### What you have to do
Which lines come from the start of the records through the line that holds "without expanding anything."? Write them out word for word.

### Collected data entries
*-*-*
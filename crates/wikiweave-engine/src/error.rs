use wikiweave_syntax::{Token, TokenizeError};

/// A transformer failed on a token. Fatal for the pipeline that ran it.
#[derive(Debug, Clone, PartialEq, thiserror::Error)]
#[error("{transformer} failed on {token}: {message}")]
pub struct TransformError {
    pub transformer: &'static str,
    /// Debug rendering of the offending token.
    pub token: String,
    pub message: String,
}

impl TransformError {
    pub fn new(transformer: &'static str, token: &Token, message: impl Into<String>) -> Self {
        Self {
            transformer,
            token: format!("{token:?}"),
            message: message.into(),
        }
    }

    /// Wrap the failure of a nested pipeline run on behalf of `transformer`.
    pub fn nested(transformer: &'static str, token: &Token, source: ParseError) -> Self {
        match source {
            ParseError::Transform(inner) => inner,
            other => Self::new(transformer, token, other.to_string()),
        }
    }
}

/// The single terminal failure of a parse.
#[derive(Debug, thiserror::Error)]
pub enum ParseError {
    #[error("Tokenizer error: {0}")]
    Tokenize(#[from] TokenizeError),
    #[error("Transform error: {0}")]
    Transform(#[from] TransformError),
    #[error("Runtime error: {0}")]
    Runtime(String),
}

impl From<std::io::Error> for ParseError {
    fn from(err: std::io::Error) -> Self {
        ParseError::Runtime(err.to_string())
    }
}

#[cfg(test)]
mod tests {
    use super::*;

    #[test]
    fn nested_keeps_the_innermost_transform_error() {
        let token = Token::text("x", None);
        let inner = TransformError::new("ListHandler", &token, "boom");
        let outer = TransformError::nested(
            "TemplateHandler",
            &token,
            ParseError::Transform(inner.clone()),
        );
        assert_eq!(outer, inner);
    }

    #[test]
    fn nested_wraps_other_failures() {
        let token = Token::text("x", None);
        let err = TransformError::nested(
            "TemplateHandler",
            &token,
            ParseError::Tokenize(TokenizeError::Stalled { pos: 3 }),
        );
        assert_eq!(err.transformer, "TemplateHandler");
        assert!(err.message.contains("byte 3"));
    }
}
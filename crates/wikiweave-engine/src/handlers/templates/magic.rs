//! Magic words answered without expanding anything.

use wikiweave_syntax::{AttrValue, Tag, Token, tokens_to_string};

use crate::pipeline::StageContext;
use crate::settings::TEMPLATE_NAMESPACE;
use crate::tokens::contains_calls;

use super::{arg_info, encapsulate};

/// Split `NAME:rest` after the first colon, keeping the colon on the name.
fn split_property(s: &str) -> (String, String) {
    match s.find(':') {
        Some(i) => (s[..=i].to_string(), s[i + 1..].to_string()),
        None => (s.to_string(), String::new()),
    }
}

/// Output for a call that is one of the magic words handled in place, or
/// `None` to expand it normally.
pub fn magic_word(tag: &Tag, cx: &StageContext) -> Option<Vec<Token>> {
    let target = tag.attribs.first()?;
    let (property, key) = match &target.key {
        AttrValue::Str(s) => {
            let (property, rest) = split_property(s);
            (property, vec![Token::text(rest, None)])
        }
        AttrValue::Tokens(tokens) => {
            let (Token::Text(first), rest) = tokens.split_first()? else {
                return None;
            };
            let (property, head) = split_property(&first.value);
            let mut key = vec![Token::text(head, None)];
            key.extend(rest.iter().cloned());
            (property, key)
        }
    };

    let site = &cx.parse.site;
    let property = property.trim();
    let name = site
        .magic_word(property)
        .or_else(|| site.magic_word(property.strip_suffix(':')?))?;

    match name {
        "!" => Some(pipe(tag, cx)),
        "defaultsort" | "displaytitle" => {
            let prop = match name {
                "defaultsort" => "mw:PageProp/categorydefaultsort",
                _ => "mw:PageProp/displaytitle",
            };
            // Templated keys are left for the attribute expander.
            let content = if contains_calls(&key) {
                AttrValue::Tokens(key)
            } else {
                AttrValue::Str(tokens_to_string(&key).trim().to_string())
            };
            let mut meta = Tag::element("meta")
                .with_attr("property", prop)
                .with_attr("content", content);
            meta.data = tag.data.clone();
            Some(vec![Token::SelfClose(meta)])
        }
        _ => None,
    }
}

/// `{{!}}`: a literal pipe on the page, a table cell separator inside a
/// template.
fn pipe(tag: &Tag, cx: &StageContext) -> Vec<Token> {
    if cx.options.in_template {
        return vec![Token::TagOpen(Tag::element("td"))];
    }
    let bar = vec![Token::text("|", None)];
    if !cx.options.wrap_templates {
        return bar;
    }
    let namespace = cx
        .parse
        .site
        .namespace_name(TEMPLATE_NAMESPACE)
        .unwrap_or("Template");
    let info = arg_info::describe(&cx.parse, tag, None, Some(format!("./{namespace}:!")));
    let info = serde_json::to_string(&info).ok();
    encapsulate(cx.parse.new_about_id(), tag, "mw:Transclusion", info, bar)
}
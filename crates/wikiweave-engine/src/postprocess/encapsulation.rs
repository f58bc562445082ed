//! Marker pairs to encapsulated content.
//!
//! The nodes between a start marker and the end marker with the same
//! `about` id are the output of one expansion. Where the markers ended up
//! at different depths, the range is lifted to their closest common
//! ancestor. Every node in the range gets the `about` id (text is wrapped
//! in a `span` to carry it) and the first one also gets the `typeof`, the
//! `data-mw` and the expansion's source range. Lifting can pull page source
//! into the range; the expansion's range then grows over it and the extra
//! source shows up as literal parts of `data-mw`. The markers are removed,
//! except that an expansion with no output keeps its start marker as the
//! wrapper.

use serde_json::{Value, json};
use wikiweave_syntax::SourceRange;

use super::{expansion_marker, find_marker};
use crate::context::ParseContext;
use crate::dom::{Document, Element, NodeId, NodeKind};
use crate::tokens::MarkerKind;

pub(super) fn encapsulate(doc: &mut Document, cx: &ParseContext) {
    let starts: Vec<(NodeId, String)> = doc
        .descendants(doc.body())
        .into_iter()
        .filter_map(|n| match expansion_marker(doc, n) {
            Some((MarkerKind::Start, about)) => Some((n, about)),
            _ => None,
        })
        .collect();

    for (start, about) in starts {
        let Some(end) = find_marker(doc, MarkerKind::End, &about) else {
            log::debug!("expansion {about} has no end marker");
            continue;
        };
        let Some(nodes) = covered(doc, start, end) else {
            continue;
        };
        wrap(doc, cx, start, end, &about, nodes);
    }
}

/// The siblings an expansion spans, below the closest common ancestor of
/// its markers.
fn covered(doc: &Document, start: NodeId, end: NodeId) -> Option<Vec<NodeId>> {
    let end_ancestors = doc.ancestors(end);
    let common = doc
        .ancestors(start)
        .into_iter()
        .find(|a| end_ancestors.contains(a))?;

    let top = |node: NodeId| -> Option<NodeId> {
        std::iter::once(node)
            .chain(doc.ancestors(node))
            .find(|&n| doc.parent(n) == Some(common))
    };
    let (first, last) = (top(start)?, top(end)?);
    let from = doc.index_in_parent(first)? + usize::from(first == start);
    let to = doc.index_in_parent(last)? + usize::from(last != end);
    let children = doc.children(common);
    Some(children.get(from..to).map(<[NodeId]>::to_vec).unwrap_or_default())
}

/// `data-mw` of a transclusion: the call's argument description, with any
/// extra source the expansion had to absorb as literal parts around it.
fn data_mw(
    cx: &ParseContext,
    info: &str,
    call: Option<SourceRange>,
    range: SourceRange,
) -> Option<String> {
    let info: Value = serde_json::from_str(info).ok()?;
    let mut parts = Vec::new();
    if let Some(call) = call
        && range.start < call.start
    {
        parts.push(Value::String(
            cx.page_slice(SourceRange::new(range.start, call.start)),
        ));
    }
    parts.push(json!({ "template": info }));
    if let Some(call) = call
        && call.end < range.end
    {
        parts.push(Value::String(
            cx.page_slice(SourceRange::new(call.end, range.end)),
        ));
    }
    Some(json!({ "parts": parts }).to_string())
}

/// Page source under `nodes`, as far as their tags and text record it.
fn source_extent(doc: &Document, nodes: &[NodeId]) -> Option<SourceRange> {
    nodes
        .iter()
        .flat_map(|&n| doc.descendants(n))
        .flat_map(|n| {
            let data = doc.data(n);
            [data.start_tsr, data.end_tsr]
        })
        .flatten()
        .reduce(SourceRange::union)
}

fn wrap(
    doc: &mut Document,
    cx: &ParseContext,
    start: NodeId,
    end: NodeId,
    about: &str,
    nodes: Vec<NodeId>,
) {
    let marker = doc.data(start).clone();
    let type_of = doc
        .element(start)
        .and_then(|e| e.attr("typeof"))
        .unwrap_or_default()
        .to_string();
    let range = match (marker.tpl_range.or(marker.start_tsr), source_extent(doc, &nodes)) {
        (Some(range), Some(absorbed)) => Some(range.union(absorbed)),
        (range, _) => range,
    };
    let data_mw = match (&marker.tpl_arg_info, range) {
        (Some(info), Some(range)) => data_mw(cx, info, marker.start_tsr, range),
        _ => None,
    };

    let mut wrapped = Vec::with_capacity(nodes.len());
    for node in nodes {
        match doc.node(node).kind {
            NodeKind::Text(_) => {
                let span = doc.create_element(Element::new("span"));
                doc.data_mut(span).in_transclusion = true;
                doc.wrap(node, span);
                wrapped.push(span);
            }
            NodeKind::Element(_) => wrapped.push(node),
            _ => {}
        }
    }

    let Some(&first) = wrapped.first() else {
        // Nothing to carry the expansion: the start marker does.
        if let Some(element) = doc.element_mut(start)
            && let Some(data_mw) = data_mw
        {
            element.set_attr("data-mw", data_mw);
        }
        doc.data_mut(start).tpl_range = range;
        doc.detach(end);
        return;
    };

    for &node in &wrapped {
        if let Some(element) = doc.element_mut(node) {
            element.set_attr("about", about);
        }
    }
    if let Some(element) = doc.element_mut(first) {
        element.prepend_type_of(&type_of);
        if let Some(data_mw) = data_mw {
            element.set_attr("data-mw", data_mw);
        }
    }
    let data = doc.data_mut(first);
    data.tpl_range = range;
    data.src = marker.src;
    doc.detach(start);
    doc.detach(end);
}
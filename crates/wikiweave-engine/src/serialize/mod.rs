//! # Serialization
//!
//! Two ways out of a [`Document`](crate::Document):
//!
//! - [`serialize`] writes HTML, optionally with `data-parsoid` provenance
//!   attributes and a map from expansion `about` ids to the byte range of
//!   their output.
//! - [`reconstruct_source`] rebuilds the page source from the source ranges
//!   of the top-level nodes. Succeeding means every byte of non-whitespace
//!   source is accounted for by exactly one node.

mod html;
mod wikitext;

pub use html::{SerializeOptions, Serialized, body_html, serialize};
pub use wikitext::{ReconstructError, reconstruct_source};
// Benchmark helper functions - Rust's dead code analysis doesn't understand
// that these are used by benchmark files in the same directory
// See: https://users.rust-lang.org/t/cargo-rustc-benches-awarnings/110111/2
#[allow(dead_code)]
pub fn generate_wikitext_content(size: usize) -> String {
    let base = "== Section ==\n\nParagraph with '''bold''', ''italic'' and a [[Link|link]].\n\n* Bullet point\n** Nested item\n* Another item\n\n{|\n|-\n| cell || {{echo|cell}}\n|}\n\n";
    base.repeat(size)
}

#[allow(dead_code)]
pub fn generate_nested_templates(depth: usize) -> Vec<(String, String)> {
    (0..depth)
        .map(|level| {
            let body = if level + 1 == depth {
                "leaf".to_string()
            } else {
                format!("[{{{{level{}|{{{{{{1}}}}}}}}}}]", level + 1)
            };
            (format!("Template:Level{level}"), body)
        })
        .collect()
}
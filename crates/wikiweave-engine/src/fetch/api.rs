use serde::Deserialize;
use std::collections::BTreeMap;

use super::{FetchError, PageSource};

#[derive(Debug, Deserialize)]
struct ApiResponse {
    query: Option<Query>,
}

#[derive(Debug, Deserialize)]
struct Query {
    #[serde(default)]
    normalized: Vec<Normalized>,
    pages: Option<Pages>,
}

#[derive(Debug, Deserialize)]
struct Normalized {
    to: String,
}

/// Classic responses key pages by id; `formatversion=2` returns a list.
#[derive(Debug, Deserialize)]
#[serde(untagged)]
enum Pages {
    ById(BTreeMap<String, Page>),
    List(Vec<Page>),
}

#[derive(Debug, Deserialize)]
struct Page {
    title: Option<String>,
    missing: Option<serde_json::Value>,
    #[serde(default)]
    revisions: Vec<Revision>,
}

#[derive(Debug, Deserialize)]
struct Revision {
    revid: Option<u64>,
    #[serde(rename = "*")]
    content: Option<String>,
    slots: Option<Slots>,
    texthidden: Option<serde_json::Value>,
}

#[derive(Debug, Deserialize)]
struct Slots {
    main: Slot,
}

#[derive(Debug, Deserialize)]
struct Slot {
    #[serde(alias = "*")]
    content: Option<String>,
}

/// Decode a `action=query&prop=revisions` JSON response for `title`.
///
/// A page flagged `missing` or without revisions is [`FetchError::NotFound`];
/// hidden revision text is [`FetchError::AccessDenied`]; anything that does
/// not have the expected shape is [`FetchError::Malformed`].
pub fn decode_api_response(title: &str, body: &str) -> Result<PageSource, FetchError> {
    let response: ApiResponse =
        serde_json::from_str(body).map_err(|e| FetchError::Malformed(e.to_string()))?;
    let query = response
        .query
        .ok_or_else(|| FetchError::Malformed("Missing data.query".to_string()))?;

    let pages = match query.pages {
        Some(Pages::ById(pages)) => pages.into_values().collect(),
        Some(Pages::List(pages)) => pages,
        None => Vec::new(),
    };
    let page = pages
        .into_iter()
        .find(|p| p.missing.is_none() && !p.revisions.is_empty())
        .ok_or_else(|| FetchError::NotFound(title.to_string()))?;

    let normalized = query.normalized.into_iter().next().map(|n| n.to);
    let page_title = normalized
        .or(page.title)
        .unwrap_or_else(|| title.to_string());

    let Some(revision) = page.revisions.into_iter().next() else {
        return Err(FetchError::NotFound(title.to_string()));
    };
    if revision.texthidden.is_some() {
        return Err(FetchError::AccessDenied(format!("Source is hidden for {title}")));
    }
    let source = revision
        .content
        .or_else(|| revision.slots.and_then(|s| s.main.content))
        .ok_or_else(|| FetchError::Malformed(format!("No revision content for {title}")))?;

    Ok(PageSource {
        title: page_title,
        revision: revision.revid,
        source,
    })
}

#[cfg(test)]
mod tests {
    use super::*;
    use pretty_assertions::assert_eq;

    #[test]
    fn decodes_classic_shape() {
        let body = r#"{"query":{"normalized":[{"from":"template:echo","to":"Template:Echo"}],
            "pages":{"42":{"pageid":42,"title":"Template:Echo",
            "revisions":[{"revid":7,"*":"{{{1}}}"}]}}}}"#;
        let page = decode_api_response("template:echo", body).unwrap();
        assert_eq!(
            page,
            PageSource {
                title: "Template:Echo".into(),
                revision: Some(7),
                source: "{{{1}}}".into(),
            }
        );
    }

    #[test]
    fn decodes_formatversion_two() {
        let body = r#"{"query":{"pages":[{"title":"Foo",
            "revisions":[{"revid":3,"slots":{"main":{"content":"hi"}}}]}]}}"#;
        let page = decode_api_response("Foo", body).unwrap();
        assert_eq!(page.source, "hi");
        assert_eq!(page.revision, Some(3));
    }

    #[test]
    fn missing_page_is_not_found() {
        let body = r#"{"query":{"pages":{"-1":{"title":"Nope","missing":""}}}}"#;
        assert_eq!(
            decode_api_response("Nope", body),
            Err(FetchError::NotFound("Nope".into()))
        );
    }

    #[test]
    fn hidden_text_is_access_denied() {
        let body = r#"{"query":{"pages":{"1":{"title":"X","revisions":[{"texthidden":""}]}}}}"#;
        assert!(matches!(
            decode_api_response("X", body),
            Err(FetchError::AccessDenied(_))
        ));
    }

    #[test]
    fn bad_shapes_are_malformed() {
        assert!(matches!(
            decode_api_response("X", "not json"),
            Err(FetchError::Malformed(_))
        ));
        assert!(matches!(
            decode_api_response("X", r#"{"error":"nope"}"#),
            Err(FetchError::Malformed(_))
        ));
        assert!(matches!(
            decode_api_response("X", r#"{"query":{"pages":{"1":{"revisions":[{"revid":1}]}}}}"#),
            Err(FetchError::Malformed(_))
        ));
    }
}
*-*-*
### Exercise answer
filename crates/wikiweave-engine/src/error.rs
use wikiweave_syntax::{Token, TokenizeError};

/// A transformer failed on a token. Fatal for the pipeline that ran it.
#[derive(Debug, Clone, PartialEq, thiserror::Error)]
#[error("{transformer} failed on {token}: {message}")]
pub struct TransformError {
    pub transformer: &'static str,
    /// Debug rendering of the offending token.
    pub token: String,
    pub message: String,
}

impl TransformError {
    pub fn new(transformer: &'static str, token: &Token, message: impl Into<String>) -> Self {
        Self {
            transformer,
            token: format!("{token:?}"),
            message: message.into(),
        }
    }

    /// Wrap the failure of a nested pipeline run on behalf of `transformer`.
    pub fn nested(transformer: &'static str, token: &Token, source: ParseError) -> Self {
        match source {
            ParseError::Transform(inner) => inner,
            other => Self::new(transformer, token, other.to_string()),
        }
    }
}

/// The single terminal failure of a parse.
#[derive(Debug, thiserror::Error)]
pub enum ParseError {
    #[error("Tokenizer error: {0}")]
    Tokenize(#[from] TokenizeError),
    #[error("Transform error: {0}")]
    Transform(#[from] TransformError),
    #[error("Runtime error: {0}")]
    Runtime(String),
}

impl From<std::io::Error> for ParseError {
    fn from(err: std::io::Error) -> Self {
        ParseError::Runtime(err.to_string())
    }
}

#[cfg(test)]
mod tests {
    use super::*;

    #[test]
    fn nested_keeps_the_innermost_transform_error() {
        let token = Token::text("x", None);
        let inner = TransformError::new("ListHandler", &token, "boom");
        let outer = TransformError::nested(
            "TemplateHandler",
            &token,
            ParseError::Transform(inner.clone()),
        );
        assert_eq!(outer, inner);
    }

    #[test]
    fn nested_wraps_other_failures() {
        let token = Token::text("x", None);
        let err = TransformError::nested(
            "TemplateHandler",
            &token,
            ParseError::Tokenize(TokenizeError::Stalled { pos: 3 }),
        );
        assert_eq!(err.transformer, "TemplateHandler");
        assert!(err.message.contains("byte 3"));
    }
}
filename crates/wikiweave-engine/src/handlers/templates/magic.rs
//! Magic words answered without expanding anything.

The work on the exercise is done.